Taken together, those come down to reversing the tax cuts of President Donald J. Trump, who on Wednesday denounced Mr. Biden’s plan “a classic globalist betrayal” that he argued would benefit politicians, government bureaucrats and China.
But Mr. Trump himself may have helped make it possible by throwing out so much Republican orthodoxy. He let deficits soar, and invoked tariffs on Chinese goods that American consumers paid. And his actions neither drove up interest rates nor tanked the stock market, raising confidence inside the Biden administration that it may have more leeway to pump money into the economy without fears of rapid overheating.
The plan includes big outlays for traditional infrastructure projects: $115 billion for highways, roads and 10,000 small bridges that need to be reconstructed. There is $85 billion for transit systems and $80 billion for Amtrak — an acknowledgment that the once-tempting idea that a passenger high-speed rail program could be a profitable private enterprise, able to raise the capital to keep up-to-date, was a fantasy.
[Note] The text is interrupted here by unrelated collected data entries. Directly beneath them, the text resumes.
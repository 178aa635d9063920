//! Shared types for Solstice Core
//!
//! Data structures that cross module boundaries are defined here
//! for consistent serialization.

use serde::{Deserialize, Serialize};

use crate::error::{SolsticeError, SolsticeResult};

// =============================================================================
// Chain Types
// =============================================================================

/// Supported blockchain networks
#[derive(Debug, Clone, Copy, PartialEq, Eq, Hash, Serialize, Deserialize)]
#[serde(rename_all = "kebab-case")]
pub enum Chain {
    Ethereum,
    Solana,
}

impl Chain {
    pub fn symbol(&self) -> &'static str {
        match self {
            Chain::Ethereum => "ETH",
            Chain::Solana => "SOL",
        }
    }

    /// Decimals of the chain's native asset (wei vs lamports)
    pub fn decimals(&self) -> u8 {
        match self {
            Chain::Ethereum => 18,
            Chain::Solana => 9,
        }
    }
}

impl std::str::FromStr for Chain {
    type Err = SolsticeError;

    fn from_str(s: &str) -> Result<Self, Self::Err> {
        match s.to_lowercase().as_str() {
            "ethereum" | "eth" => Ok(Chain::Ethereum),
            "solana" | "sol" => Ok(Chain::Solana),
            _ => Err(SolsticeError::invalid_input(format!("Unknown chain: {}", s))),
        }
    }
}

// =============================================================================
// Wallet Types
// =============================================================================

/// How a wallet's keypair was obtained from the session mnemonic
#[derive(Debug, Clone, Copy, PartialEq, Eq, Serialize, Deserialize)]
#[serde(rename_all = "snake_case")]
pub enum DerivationScheme {
    /// BIP44 hierarchical path, account 0 (`m/44'/60'/0'/0/0`)
    Bip44Account0,
    /// First 32 bytes of the BIP39 seed used directly as an ed25519 seed.
    /// Deterministic, but not interoperable with SLIP-0010 wallets.
    TruncatedSeed,
}

impl DerivationScheme {
    pub fn describe(&self) -> &'static str {
        match self {
            DerivationScheme::Bip44Account0 => "m/44'/60'/0'/0/0",
            DerivationScheme::TruncatedSeed => "seed[0..32]",
        }
    }
}

/// One derived wallet. Owned by the session store, never persisted.
///
/// Records are independent of the mnemonic that produced them: deleting
/// the phrase does not invalidate an existing record.
#[derive(Debug, Clone, Serialize, Deserialize)]
pub struct WalletRecord {
    pub chain: Chain,
    /// Chain-native address encoding (EIP-55 hex or base58)
    pub address: String,
    /// Chain-native private key encoding (0x-hex or base58 secret||public)
    pub private_key: String,
    pub derivation: DerivationScheme,
}

// =============================================================================
// Amount Conversion
// =============================================================================

/// Convert a human decimal amount to integer base units.
///
/// Rejects non-numeric and non-positive input before anything crosses a
/// chain boundary. Parsed with integer arithmetic so no float rounding
/// leaks into amounts; fractional dust below the asset's precision is
/// truncated, matching aggregator behavior.
pub fn decimal_to_base_units(amount: &str, decimals: u8) -> SolsticeResult<u64> {
    let trimmed = amount.trim();
    let invalid = || SolsticeError::invalid_input(format!("Invalid amount: {}", amount));

    let (whole_str, frac_str) = match trimmed.split_once('.') {
        Some((whole, frac)) => (whole, frac),
        None => (trimmed, ""),
    };

    if whole_str.is_empty() && frac_str.is_empty() {
        return Err(invalid());
    }
    if !whole_str.chars().all(|c| c.is_ascii_digit())
        || !frac_str.chars().all(|c| c.is_ascii_digit())
    {
        return Err(invalid());
    }

    let whole: u64 = if whole_str.is_empty() {
        0
    } else {
        whole_str.parse().map_err(|_| invalid())?
    };

    let mut frac_digits: String = frac_str.chars().take(decimals as usize).collect();
    while frac_digits.len() < decimals as usize {
        frac_digits.push('0');
    }
    let frac: u64 = if frac_digits.is_empty() {
        0
    } else {
        frac_digits.parse().map_err(|_| invalid())?
    };

    let scale = 10u64.pow(decimals as u32);
    let base = whole
        .checked_mul(scale)
        .and_then(|w| w.checked_add(frac))
        .ok_or_else(|| SolsticeError::invalid_input("Amount exceeds representable range"))?;

    if base == 0 {
        return Err(SolsticeError::invalid_input(format!(
            "Amount must be a positive number, got {}",
            amount
        )));
    }

    Ok(base)
}

/// Format integer base units as a decimal string with the asset's full
/// precision (trailing zeros kept): 150000000 at 6 decimals -> "150.000000"
pub fn format_base_units(amount: u64, decimals: u8) -> String {
    let divisor = 10u64.pow(decimals as u32);
    let whole = amount / divisor;
    let frac = amount % divisor;
    format!("{}.{:0>width$}", whole, frac, width = decimals as usize)
}

/// Format integer base units as a trimmed decimal string for display:
/// 1500000000000000000 at 18 decimals -> "1.5", exact multiples -> "1"
pub fn format_base_units_trimmed(amount: u128, decimals: u8) -> String {
    let divisor = 10u128.pow(decimals as u32);
    let whole = amount / divisor;
    let frac = amount % divisor;

    if frac == 0 {
        whole.to_string()
    } else {
        let frac_str = format!("{:0>width$}", frac, width = decimals as usize);
        let trimmed = frac_str.trim_end_matches('0');
        format!("{}.{}", whole, trimmed)
    }
}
Then there is the unfamiliar part, stretching the definition of infrastructure in new directions. There is $180 billion for research and development and $50 billion to revive semiconductor production in the United States, clearly intended to counter China. Billions of dollars for internet connections in ill-served rural and poor communities is being sold as a jobs program, an issue of equity and an enabler of innovation.
To many on the left, the Biden plan is too cautious, a fraction of what Senator Bernie Sanders of Vermont and Senator Elizabeth Warren of Massachusetts called for when they ran against Mr. Biden for the Democratic nomination. Representative Alexandria Ocasio-Cortez, the New York Democrat and perhaps the most influential voice of the progressive movement, declared after seeing Mr. Biden’s plan that “this is not nearly enough.”
But the argument the Biden administration will make in coming days is that it simply restores the status quo of five decades ago when public investment in research and development, infrastructure and commercialization of technology was, as a percentage of the economy, significantly higher than it is today.
“What this is designed to do,” Mr. Deese said, “is to get us back up to something approaching what that level was in the 1960s.”